Cough syrup, heroin start showing up at police stations

Mobile snatching, chain snatching, bike theft and shop theft are rampant in Seemanchal. Even handpumps at government buildings are not spared. The districts are seeing a surge in petty crimes, mostly committed by young people. ThePrint got hold of the crime details from police officials.

Purnea registered 15 cases under the Narcotic Drugs and Psychotropic Substances Act in 2019, but the number rose to 71 in 2021. The recovery of heroin also increased from 1.82 gram in 2019 to 1.8 kg in 2021. The number of thefts in the district increased from 894 in 2019 to 1,024 in 2021.

Things are not much different in the adjoining districts— Araria, Katihar, and Kishanganj.

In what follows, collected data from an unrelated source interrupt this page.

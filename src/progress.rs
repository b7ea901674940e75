use crate::all::*;

use std::time::{Duration, Instant};

// Progress reporting and cooperative cancellation for long-running stages.
// Stages poll `is_cancelled()` at their check points and return whatever
// they have committed so far. Cancellation is not an error.
pub trait Progress {
  fn report(&mut self, percent: f64);
  fn is_cancelled(&self) -> bool;

  fn set_label(&mut self, _label: &str) {}
}

pub struct NoProgress;

impl Progress for NoProgress {
  fn report(&mut self, _percent: f64) {}

  fn is_cancelled(&self) -> bool {
    false
  }
}

// Logs at every `LOG_STEP` percent.
const LOG_STEP: f64 = 10.;

pub struct LogProgress {
  label: String,
  last_logged: Option<f64>,
  deadline: Option<Instant>,
}

impl LogProgress {
  pub fn new(time_limit: Option<Duration>) -> LogProgress {
    LogProgress {
      label: String::new(),
      last_logged: None,
      deadline: time_limit.map(|d| Instant::now() + d),
    }
  }
}

impl Progress for LogProgress {
  fn report(&mut self, percent: f64) {
    let step = (percent / LOG_STEP).floor() * LOG_STEP;
    if self.last_logged.map_or(true, |x| step > x) {
      self.last_logged = Some(step);
      debug!("{}: {:.0}%", self.label, step);
    }
  }

  fn is_cancelled(&self) -> bool {
    self.deadline.map_or(false, |d| Instant::now() >= d)
  }

  fn set_label(&mut self, label: &str) {
    info!("{}", label);
    self.label = label.to_string();
    self.last_logged = None;
  }
}
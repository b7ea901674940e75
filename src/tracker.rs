use crate::all::*;

// Frames between progress reports and cancellation checks.
const CHECK_INTERVAL: usize = 100;

// Frame-to-frame distance tracker.
// Each frame the closest remaining (fragment, point) pair is committed
// first, until the closest remaining distance exceeds the threshold. This is
// greedy, not an optimal assignment. Ties go to the earlier fragment, then
// to the earlier point.
pub struct Tracker {
  distance_threshold: f64,
}

// Fragment being extended, not yet in the track set.
struct ActiveFragment {
  name: String,
  begin_frame: i64,
  points: Vec<Point>,
}

impl ActiveFragment {
  fn into_fragment(self) -> Fragment {
    Fragment::new(self.name, self.begin_frame, self.points)
  }
}

impl Tracker {
  pub fn new(distance_threshold: f64) -> Tracker {
    Tracker {
      distance_threshold,
    }
  }

  // Stops early if `progress` is cancelled; fragments end at the last
  // processed frame.
  pub fn process(&self, frames: &[Frame], progress: &mut dyn Progress) -> TrackSet {
    let mut track_set = TrackSet::new();
    let mut active: Vec<ActiveFragment> = vec![];
    // Workspace.
    let mut last_points: Vec<Point> = vec![];
    let mut matched_points: Vec<bool> = vec![];

    for (frame_number, frame) in frames.iter().enumerate() {
      if frame_number % CHECK_INTERVAL == 0 {
        progress.report(100. * frame_number as f64 / frames.len() as f64);
        if progress.is_cancelled() {
          info!("Tracking cancelled at frame {}.", frame_number);
          break;
        }
      }
      let frame_number = frame_number as i64;

      last_points.clear();
      last_points.extend(active.iter().map(|x| x.points[x.points.len() - 1]));
      let matches = self.match_points(&last_points, &frame.points);

      matched_points.clear();
      matched_points.resize(frame.points.len(), false);
      let mut next_active = Vec::with_capacity(active.len());
      for (fragment, point) in active.into_iter().zip(matches) {
        match point {
          Some(j) => {
            let mut fragment = fragment;
            fragment.points.push(frame.points[j]);
            matched_points[j] = true;
            next_active.push(fragment);
          },
          None => {
            track_set.add(fragment.into_fragment());
          },
        }
      }
      for (j, point) in frame.points.iter().enumerate() {
        if matched_points[j] { continue }
        next_active.push(ActiveFragment {
          name: track_set.new_name(),
          begin_frame: frame_number,
          points: vec![*point],
        });
      }
      active = next_active;
    }

    for fragment in active {
      track_set.add(fragment.into_fragment());
    }
    progress.report(100.);
    debug!("Tracked {} fragments over {} frames.", track_set.len(), frames.len());
    track_set
  }

  // For each of `previous`, index of the matched point in `current`, if any.
  fn match_points(&self, previous: &[Point], current: &[Point]) -> Vec<Option<usize>> {
    let mut matches = vec![None; previous.len()];
    if previous.is_empty() || current.is_empty() { return matches }

    let d = distance_matrix(previous, current);
    // Repeatedly taking the global minimum is the same as walking the
    // candidates in sorted order and skipping used rows and columns.
    let mut candidates: Vec<(f64, usize, usize)> = vec![];
    for i in 0..d.nrows() {
      for j in 0..d.ncols() {
        if d[(i, j)] <= self.distance_threshold {
          candidates.push((d[(i, j)], i, j));
        }
      }
    }
    // Stable, so equal distances keep row-major order.
    candidates.sort_by(|a, b| a.0.total_cmp(&b.0));

    let mut used_points = vec![false; current.len()];
    for (_, i, j) in candidates {
      if matches[i].is_some() || used_points[j] { continue }
      matches[i] = Some(j);
      used_points[j] = true;
    }
    matches
  }
}
// Eigen-like aliases.
pub type Vector3d = nalgebra::Vector3::<f64>;
pub type Matrixd = nalgebra::DMatrix::<f64>;

// A marker observation in capture coordinates (millimeters).
pub type Point = Vector3d;

pub fn to_array(p: &Point) -> [f64; 3] {
  [p[0], p[1], p[2]]
}

pub fn from_array(a: &[f64; 3]) -> Point {
  Point::new(a[0], a[1], a[2])
}
use crate::all::*;

// Unlabeled marker observations of a single capture instant. Point order
// carries no meaning.
#[derive(Clone, Debug, Default, PartialEq)]
pub struct Frame {
  pub points: Vec<Point>,
}

impl Frame {
  pub fn new(points: Vec<Point>) -> Frame {
    Frame { points }
  }

  pub fn len(&self) -> usize {
    self.points.len()
  }

  pub fn is_empty(&self) -> bool {
    self.points.is_empty()
  }

  // Drops duplicate observations. Of any two points closer than
  // `max_distance`, the later one is removed.
  pub fn join_close_points(&mut self, max_distance: f64) {
    let n = self.points.len();
    if n == 0 { return }
    let d = distance_matrix(&self.points, &self.points);
    let mut unique = vec![true; n];
    for i in 0..n {
      for j in (i + 1)..n {
        if d[(i, j)] < max_distance {
          unique[j] = false;
        }
      }
    }
    let mut i = 0;
    self.points.retain(|_| {
      i += 1;
      unique[i - 1]
    });
  }
}

pub struct Capture {
  pub frame_rate: f64,
  pub frames: Vec<Frame>,
}

impl Capture {
  pub fn new(frame_rate: f64, frames: Vec<Frame>) -> Capture {
    Capture { frame_rate, frames }
  }

  pub fn num_frames(&self) -> usize {
    self.frames.len()
  }

  // Returns number of points removed.
  pub fn join_close_points(&mut self, max_distance: f64, progress: &mut dyn Progress) -> usize {
    let n = self.frames.len();
    let mut removed = 0;
    for (i, frame) in self.frames.iter_mut().enumerate() {
      if i % 1000 == 0 {
        progress.report(100. * i as f64 / n as f64);
        if progress.is_cancelled() { break }
      }
      let before = frame.len();
      frame.join_close_points(max_distance);
      removed += before - frame.len();
    }
    progress.report(100.);
    removed
  }
}

#[cfg(test)]
mod tests {
  use super::*;

  #[test]
  fn test_join_close_points() {
    let mut frame = Frame::new(vec![
      Point::new(0., 0., 0.),
      Point::new(0.5, 0., 0.),
      Point::new(10., 0., 0.),
      Point::new(10., 0.2, 0.),
      Point::new(0., 0., 0.9),
    ]);
    frame.join_close_points(1.);
    assert_eq!(frame.points, vec![Point::new(0., 0., 0.), Point::new(10., 0., 0.)]);

    let mut empty = Frame::default();
    empty.join_close_points(1.);
    assert!(empty.is_empty());
  }

  #[test]
  fn test_capture_join_close_points() {
    let frame = Frame::new(vec![Point::new(0., 0., 0.), Point::new(0., 0., 0.)]);
    let mut capture = Capture::new(100., vec![frame.clone(), frame]);
    assert_eq!(capture.join_close_points(1., &mut NoProgress), 2);
    assert_eq!(capture.frames[1].len(), 1);
  }
}
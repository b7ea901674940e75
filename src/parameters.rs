use crate::all::*;

#[derive(Clone, Debug)]
#[derive(clap::Parser)]
pub struct ParameterSet {
  #[clap(long, default_value = "100")]
  pub frame_rate: f64,

  // Distance tracking, millimeters.
  #[clap(long, default_value = "10")]
  pub distance_threshold: f64,
  // Points of one frame closer than this are the same marker.
  #[clap(long, default_value = "1")]
  pub join_distance: f64,

  // Fragment matching, frames.
  #[clap(long, default_value = "0", allow_hyphen_values = true)]
  pub min_gap: i64,
  #[clap(long, default_value = "5", allow_hyphen_values = true)]
  pub max_gap: i64,
  // Merges stop at `max_deviation_factor * distance_threshold`.
  #[clap(long, default_value = "2")]
  pub max_deviation_factor: f64,
  // Fragments shorter than this are dropped after matching, 0 keeps all.
  #[clap(long, default_value = "0")]
  pub min_length: usize,

  // Gap filling, seconds.
  #[clap(long, default_value = "0.2")]
  pub max_gap_time: f64,
  #[clap(long, default_value = "0.2")]
  pub max_sample_time: f64,

  // Names starting with these are left alone by gap filling and consolidation.
  #[clap(long)]
  pub passthrough_prefix: Vec<String>,
}

impl ParameterSet {
  pub fn max_deviation(&self) -> f64 {
    self.max_deviation_factor * self.distance_threshold
  }

  pub fn passthrough(&self) -> Passthrough {
    Passthrough::new(self.passthrough_prefix.clone())
  }

  pub fn validate(&self) -> Result<()> {
    if self.frame_rate <= 0. {
      bail!("Frame rate must be positive.");
    }
    if self.distance_threshold < 0. {
      bail!("Distance threshold must not be negative.");
    }
    if self.min_gap > self.max_gap {
      bail!("Min gap {} is larger than max gap {}.", self.min_gap, self.max_gap);
    }
    if self.max_gap_time < 0. || self.max_sample_time < 0. {
      bail!("Gap filling times must not be negative.");
    }
    Ok(())
  }
}

// Same defaults as on the command line.
impl Default for ParameterSet {
  fn default() -> ParameterSet {
    use clap::Parser;
    ParameterSet::parse_from(["trajectorize"])
  }
}

#[cfg(test)]
mod tests {
  use super::*;
  use clap::Parser;

  #[test]
  fn test_defaults() {
    let p = ParameterSet::default();
    assert_eq!(p.distance_threshold, 10.);
    assert_eq!(p.max_deviation(), 20.);
    assert_eq!((p.min_gap, p.max_gap), (0, 5));
    assert!(p.passthrough_prefix.is_empty());
    assert!(p.validate().is_ok());
  }

  #[test]
  fn test_parse() {
    let p = ParameterSet::parse_from([
      "trajectorize", "--min-gap", "-1", "--max-gap", "3",
      "--passthrough-prefix", "Hd", "--passthrough-prefix", "Ref",
    ]);
    assert_eq!((p.min_gap, p.max_gap), (-1, 3));
    assert!(p.passthrough().matches("Hd2"));
    assert!(p.passthrough().matches("Ref"));
    assert!(!p.passthrough().matches("UBL1"));

    let p = ParameterSet::parse_from(["trajectorize", "--min-gap", "4", "--max-gap", "3"]);
    assert!(p.validate().is_err());
  }
}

For example, in 2019, there was no heroin recovery by Araria police, but in 2021, it recovered 11.8 kg. Confiscated cough syrup bottles increased from 120 in 2019 to 2,962 bottles in 2021. For Kishanganj, heroin recovery in 2019 was 18.31 gram but the number increased to 1.36 kg in 2021. Katihar did not seize heroin in 2021, but the amount of ganja confiscated increased from 5 kg in 2019 to more than 358 kg in 2021.

Kishanganj’s SP Enam Ul Haq told ThePrint: “We are not putting criminal charges against the young people who get involved in stealing government infrastructure. We have enrolled private agencies to train them and later link them to private employment.”

Purnea District Magistrate Rahul Kumar has started Kitaabdan Abhiyan to attract youth to libraries and provide a public institution where they can go and sit for hours.

But Nitish Kumar has a problem in his hands, one he didn’t see ballooning when he prohibited alcohol in Bihar.